La riflessione sulla memoria è plurale: sull’uso pubblico della memoria, cruciale per la storia delle identità nazionali e fondamentale per le vicende del singolo; sulle molteplici valenze di cinema e memoria; sull’acquisizione del concetto di memoria implicita, importante per le modalità, non solo verbali, attraverso le quali può essere richiamato il trauma.

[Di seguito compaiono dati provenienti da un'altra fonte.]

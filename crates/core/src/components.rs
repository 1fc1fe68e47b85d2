//! The renderer table and its override merge.

use crate::defaults::default_components;
use crate::element::Element;
use crate::node::NodeKind;
use crate::props::{CellProps, CodeProps, CoreProps, ImageProps, LinkProps, ListItemProps, NodeProps};
use crate::renderer::Renderer;
use once_cell::sync::Lazy;
use std::fmt;

/// Recursive structural merge over a closed schema.
///
/// Composite values merge field by field; atomic values present in
/// `overrides` replace the base value, absent ones keep it.
pub trait Merge {
    /// Merges `overrides` over `self`.
    fn merge(self, overrides: Self) -> Self;
}

impl<P> Merge for Option<Renderer<P>> {
    fn merge(self, overrides: Self) -> Self {
        overrides.or(self)
    }
}

macro_rules! components {
    ($($field:ident: $props:ty => $kind:ident / $variant:ident),* $(,)?) => {
        /// Mapping from node-type key to renderer function.
        ///
        /// An empty slot means the key is not mapped; callers rendering
        /// through [`Components::render`] then get the intrinsic HTML element.
        /// The same type doubles as a partial override table.
        #[derive(Clone, Default)]
        pub struct Components {
            $(
                #[allow(missing_docs)]
                pub $field: Option<Renderer<$props>>,
            )*
        }

        impl Components {
            /// A table with every slot empty.
            pub fn empty() -> Self {
                Self::default()
            }

            /// Whether a renderer is installed for `kind`.
            pub fn contains(&self, kind: NodeKind) -> bool {
                match kind {
                    $(NodeKind::$kind => self.$field.is_some(),)*
                }
            }

            /// Empties the slot for `kind`.
            pub fn remove(&mut self, kind: NodeKind) {
                match kind {
                    $(NodeKind::$kind => self.$field = None,)*
                }
            }

            /// Renders one node through its slot, or as an intrinsic
            /// element when the slot is empty.
            pub fn render(&self, props: NodeProps) -> Element {
                match props {
                    $(NodeProps::$variant(props) => match &self.$field {
                        Some(renderer) => renderer.render(&props),
                        None => NodeProps::$variant(props).into_intrinsic(),
                    },)*
                }
            }

            /// True when both tables hold the same renderer (by identity)
            /// or both leave the slot empty.
            pub fn same_entry(&self, other: &Self, kind: NodeKind) -> bool {
                match kind {
                    $(NodeKind::$kind => match (&self.$field, &other.$field) {
                        (Some(a), Some(b)) => a.ptr_eq(b),
                        (None, None) => true,
                        _ => false,
                    },)*
                }
            }
        }

        impl Merge for Components {
            fn merge(self, overrides: Self) -> Self {
                Self {
                    $($field: self.$field.merge(overrides.$field),)*
                }
            }
        }
    };
}

components! {
    p: CoreProps => Paragraph / P,
    em: CoreProps => Emphasis / Em,
    blockquote: CoreProps => Blockquote / Blockquote,
    code: CodeProps => Code / Code,
    del: CoreProps => Delete / Del,
    hr: CoreProps => ThematicBreak / Hr,
    a: LinkProps => Link / A,
    img: ImageProps => Image / Img,
    text: CoreProps => Text / Text,
    ul: CoreProps => UnorderedList / Ul,
    ol: CoreProps => OrderedList / Ol,
    li: ListItemProps => ListItem / Li,
    h1: CoreProps => H1 / H1,
    h2: CoreProps => H2 / H2,
    h3: CoreProps => H3 / H3,
    h4: CoreProps => H4 / H4,
    h5: CoreProps => H5 / H5,
    h6: CoreProps => H6 / H6,
    table: CoreProps => Table / Table,
    thead: CoreProps => TableHead / Thead,
    tbody: CoreProps => TableBody / Tbody,
    tr: CoreProps => TableRow / Tr,
    td: CellProps => TableData / Td,
    th: CellProps => TableHeader / Th,
}

impl Components {
    /// Keys with an installed renderer, in table order.
    pub fn keys(&self) -> Vec<NodeKind> {
        NodeKind::ALL
            .iter()
            .copied()
            .filter(|kind| self.contains(*kind))
            .collect()
    }

    /// True when every key has a renderer.
    pub fn is_complete(&self) -> bool {
        NodeKind::ALL.iter().all(|kind| self.contains(*kind))
    }
}

impl fmt::Debug for Components {
    fn fmt(&self, f: &mut fmt::Formatter<'_>) -> fmt::Result {
        f.debug_set()
            .entries(self.keys().iter().map(|kind| kind.as_str()))
            .finish()
    }
}

static DEFAULTS: Lazy<Components> = Lazy::new(default_components);

/// Returns the default table.
///
/// Every call hands out the same renderer functions, so entries of two
/// default tables compare equal under [`Components::same_entry`].
pub fn defaults() -> Components {
    DEFAULTS.clone()
}

/// Builds a renderer table.
///
/// - No overrides: the unmodified defaults.
/// - `merge == true`: overrides merged over the defaults; missing keys fall
///   back to the defaults.
/// - `merge == false`: the overrides exactly as given. An incomplete
///   override table stays incomplete.
///
/// # Examples
///
/// ```
/// use chakra_markdown_core::{Components, Element, NodeKind, Renderer, build, defaults};
///
/// let custom = Renderer::new(|_: &chakra_markdown_core::CodeProps| Element::intrinsic("pre"));
/// let overrides = Components {
///     code: Some(custom.clone()),
///     ..Components::empty()
/// };
///
/// let table = build(Some(overrides), true);
/// assert!(table.code.as_ref().unwrap().ptr_eq(&custom));
/// assert!(table.same_entry(&defaults(), NodeKind::Paragraph));
/// ```
pub fn build(overrides: Option<Components>, merge: bool) -> Components {
    match overrides {
        None => defaults(),
        Some(overrides) if merge => {
            log::debug!("merging renderer overrides: {:?}", overrides);
            defaults().merge(overrides)
        }
        Some(overrides) => overrides,
    }
}
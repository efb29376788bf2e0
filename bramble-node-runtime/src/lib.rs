//! Node-side runtime: flash ring storage, reliable messaging, the PMU link,
//! and the wake-cycle state machine (§4.2-§4.7).
//!
//! Hardware is reached only through the `RadioPort`, `ExternalFlash`, and
//! `PmuTransport` traits, so the whole runtime builds and tests on a host
//! with in-memory mocks; `bramble-node-firmware` supplies the real STM32
//! implementations.

#![cfg_attr(not(test), no_std)]

pub mod batch_transmitter;
pub mod event_log_transmitter;
pub mod flash;
pub mod flash_ring;
pub mod heartbeat_client;
pub mod messenger;
pub mod pmu_link;
pub mod radio;
pub mod runtime;
pub mod task_queue;

pub use batch_transmitter::BatchTransmitter;
pub use event_log_transmitter::EventLogTransmitter;
pub use flash::{ExternalFlash, FlashError, PAGE_SIZE, SECTOR_SIZE};
pub use flash_ring::{FlashRing, FlashRingError, FlashRingStats};
pub use heartbeat_client::HeartbeatClient;
pub use messenger::{ReliableMessenger, SendOutcome};
pub use pmu_link::{PmuCommand, PmuError, PmuEvent, PmuLink, PmuTransport, ScheduleEntry, WakeReason};
pub use radio::{RadioError, RadioPort};
pub use runtime::{BaseState, NodeRuntime, NodeRuntimeConfig, NodeState, RuntimeError};
pub use task_queue::{Priority, TaskHandle, TaskQueue};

Oggi, per la clinica, non esistono più steccati tra la cura del trauma nel bambino, dell’adulto, nel gruppo. Così come alla talking cure sono affiancate metodiche diverse: l’uso delle arti, del disegno, della scrittura, del diario, dell’Emdr, della Sandplay therapy. Per affrontare la vista della realtà, perché la sofferenza si esprime anche attraverso un disturbo dell’immagine, per riuscire a ricomporre la storia personale fatta di realtà storica, narrativa, fenomenica e psichica. Che nell’unicità dell’incontro con l’Altro ritrova la possibilità di una rigenerazione.